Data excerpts
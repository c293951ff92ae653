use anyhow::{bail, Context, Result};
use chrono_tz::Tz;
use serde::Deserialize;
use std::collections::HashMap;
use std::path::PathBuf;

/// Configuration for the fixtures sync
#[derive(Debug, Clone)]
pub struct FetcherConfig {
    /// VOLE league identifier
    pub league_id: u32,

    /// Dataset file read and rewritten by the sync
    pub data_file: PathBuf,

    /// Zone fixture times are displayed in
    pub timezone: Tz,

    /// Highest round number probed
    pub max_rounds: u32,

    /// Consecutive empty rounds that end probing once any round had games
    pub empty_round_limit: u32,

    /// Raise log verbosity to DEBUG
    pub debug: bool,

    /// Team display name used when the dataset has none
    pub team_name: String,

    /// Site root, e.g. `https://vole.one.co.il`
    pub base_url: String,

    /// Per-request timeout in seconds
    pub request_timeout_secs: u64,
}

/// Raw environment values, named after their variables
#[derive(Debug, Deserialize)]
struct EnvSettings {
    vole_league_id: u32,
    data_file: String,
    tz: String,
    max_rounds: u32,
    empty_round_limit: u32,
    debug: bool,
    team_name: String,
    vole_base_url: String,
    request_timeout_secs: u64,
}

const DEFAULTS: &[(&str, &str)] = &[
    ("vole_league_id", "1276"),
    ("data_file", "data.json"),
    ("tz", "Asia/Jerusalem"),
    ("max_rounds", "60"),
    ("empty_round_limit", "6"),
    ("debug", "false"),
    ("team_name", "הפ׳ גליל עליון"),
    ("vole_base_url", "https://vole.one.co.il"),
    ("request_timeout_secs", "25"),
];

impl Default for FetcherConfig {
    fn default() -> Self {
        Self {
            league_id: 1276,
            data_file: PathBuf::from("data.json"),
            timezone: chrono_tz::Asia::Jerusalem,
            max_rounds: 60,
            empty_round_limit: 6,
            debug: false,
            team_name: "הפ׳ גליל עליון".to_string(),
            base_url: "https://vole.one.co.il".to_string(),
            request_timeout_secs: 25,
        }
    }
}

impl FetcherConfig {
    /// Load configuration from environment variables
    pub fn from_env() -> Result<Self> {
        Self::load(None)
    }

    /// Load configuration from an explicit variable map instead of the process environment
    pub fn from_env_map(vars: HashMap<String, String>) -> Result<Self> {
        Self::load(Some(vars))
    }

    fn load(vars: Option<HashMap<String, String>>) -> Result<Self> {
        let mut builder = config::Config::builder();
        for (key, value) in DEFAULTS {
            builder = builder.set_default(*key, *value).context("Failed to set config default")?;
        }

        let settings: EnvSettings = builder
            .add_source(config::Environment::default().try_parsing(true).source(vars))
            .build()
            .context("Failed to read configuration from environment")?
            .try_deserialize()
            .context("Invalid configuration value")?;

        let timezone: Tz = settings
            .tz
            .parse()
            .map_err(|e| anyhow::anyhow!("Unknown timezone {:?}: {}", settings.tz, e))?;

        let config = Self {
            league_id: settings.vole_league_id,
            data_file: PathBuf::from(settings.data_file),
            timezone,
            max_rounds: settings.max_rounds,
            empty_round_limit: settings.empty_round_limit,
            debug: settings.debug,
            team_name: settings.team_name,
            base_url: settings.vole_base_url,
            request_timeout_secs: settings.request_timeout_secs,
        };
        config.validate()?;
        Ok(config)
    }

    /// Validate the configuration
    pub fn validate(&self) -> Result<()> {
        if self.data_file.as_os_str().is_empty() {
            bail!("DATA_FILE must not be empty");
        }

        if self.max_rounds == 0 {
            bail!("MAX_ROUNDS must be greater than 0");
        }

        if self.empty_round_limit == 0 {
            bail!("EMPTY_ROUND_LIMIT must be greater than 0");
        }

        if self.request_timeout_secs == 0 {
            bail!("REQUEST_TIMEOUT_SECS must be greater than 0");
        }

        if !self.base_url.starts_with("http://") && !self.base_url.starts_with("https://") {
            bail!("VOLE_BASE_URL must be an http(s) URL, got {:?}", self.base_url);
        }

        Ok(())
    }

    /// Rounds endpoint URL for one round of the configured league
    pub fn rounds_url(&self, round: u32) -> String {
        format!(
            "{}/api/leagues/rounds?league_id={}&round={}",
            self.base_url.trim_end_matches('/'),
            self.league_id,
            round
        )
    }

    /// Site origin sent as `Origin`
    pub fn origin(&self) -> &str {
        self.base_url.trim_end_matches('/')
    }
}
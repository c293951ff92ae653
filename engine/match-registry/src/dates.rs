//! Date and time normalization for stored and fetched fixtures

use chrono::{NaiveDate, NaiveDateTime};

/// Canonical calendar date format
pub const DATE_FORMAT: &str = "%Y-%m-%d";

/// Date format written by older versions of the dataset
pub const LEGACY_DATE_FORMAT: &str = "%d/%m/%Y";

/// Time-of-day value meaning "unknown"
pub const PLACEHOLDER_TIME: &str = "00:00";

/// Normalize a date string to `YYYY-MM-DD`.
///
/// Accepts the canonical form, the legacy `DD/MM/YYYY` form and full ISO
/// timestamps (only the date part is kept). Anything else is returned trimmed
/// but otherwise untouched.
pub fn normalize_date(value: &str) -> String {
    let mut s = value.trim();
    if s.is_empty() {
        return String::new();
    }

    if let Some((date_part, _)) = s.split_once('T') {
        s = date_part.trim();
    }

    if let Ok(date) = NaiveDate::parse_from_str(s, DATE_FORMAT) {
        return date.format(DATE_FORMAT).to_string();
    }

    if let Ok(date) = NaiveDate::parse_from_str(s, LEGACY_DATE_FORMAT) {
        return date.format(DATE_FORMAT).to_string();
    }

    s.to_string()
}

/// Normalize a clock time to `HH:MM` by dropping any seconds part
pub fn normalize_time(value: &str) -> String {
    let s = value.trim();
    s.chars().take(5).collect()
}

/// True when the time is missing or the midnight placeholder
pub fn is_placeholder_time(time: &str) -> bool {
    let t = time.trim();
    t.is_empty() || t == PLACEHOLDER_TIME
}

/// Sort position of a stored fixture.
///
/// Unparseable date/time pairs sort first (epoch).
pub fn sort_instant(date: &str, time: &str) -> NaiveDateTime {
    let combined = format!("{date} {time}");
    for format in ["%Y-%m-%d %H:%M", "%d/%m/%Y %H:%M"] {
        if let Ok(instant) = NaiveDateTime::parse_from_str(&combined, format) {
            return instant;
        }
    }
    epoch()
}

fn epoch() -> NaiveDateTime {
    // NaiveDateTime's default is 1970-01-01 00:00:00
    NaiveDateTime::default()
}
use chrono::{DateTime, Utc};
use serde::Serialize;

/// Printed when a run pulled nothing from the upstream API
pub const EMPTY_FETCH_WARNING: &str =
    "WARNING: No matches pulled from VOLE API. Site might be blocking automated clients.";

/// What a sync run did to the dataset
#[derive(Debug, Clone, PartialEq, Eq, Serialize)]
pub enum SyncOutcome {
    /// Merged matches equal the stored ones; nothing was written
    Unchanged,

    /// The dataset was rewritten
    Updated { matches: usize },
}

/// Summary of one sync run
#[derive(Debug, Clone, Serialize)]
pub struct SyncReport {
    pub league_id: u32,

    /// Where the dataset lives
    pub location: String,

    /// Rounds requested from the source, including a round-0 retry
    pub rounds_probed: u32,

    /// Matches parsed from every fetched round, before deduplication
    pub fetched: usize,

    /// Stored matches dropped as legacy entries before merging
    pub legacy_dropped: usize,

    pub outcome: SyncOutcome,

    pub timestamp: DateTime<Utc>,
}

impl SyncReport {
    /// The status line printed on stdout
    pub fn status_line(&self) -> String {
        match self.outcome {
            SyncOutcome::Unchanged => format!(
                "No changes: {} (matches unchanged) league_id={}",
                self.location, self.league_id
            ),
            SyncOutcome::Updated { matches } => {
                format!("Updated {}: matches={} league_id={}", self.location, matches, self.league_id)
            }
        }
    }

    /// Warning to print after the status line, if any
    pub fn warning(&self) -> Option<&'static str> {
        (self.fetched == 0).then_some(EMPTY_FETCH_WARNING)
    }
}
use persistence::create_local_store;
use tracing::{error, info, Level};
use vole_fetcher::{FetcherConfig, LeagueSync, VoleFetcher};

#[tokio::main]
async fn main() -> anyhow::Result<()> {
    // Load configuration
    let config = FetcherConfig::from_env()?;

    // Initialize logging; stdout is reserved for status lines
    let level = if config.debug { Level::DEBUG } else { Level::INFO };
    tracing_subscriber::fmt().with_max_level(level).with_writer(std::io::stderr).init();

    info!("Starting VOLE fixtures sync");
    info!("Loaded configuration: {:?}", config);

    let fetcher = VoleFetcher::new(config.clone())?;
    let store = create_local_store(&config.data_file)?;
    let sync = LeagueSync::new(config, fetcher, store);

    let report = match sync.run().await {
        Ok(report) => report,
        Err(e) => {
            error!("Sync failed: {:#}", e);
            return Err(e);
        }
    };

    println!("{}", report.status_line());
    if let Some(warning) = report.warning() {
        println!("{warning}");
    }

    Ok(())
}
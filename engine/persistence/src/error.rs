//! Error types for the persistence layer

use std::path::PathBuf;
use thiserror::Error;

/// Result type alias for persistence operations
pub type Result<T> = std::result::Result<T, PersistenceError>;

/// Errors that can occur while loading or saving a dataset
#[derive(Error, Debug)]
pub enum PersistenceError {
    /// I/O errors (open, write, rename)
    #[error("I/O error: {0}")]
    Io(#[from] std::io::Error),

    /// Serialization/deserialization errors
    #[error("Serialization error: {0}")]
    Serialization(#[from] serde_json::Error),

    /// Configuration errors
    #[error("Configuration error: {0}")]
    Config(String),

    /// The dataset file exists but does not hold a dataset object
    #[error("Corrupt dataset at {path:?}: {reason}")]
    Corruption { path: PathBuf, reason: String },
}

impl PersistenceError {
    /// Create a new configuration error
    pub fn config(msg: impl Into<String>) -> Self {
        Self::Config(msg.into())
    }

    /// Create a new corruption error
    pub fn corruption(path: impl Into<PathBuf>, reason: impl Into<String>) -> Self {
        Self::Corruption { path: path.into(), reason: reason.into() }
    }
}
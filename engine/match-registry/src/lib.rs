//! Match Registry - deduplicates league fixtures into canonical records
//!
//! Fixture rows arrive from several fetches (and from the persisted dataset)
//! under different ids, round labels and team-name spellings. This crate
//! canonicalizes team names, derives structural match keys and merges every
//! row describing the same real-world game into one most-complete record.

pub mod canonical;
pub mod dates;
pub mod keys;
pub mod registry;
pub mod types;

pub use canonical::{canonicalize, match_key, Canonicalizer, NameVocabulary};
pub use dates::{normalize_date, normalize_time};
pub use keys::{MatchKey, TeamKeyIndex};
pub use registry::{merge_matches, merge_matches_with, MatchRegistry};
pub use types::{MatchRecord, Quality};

__Task instructions__. Reproduce each line of the entries in which the word "must" is found.

__Reply to the exercise__.
            bail!("DATA_FILE must not be empty");
            bail!("MAX_ROUNDS must be greater than 0");
            bail!("EMPTY_ROUND_LIMIT must be greater than 0");
            bail!("REQUEST_TIMEOUT_SECS must be greater than 0");
            bail!("VOLE_BASE_URL must be an http(s) URL, got {:?}", self.base_url);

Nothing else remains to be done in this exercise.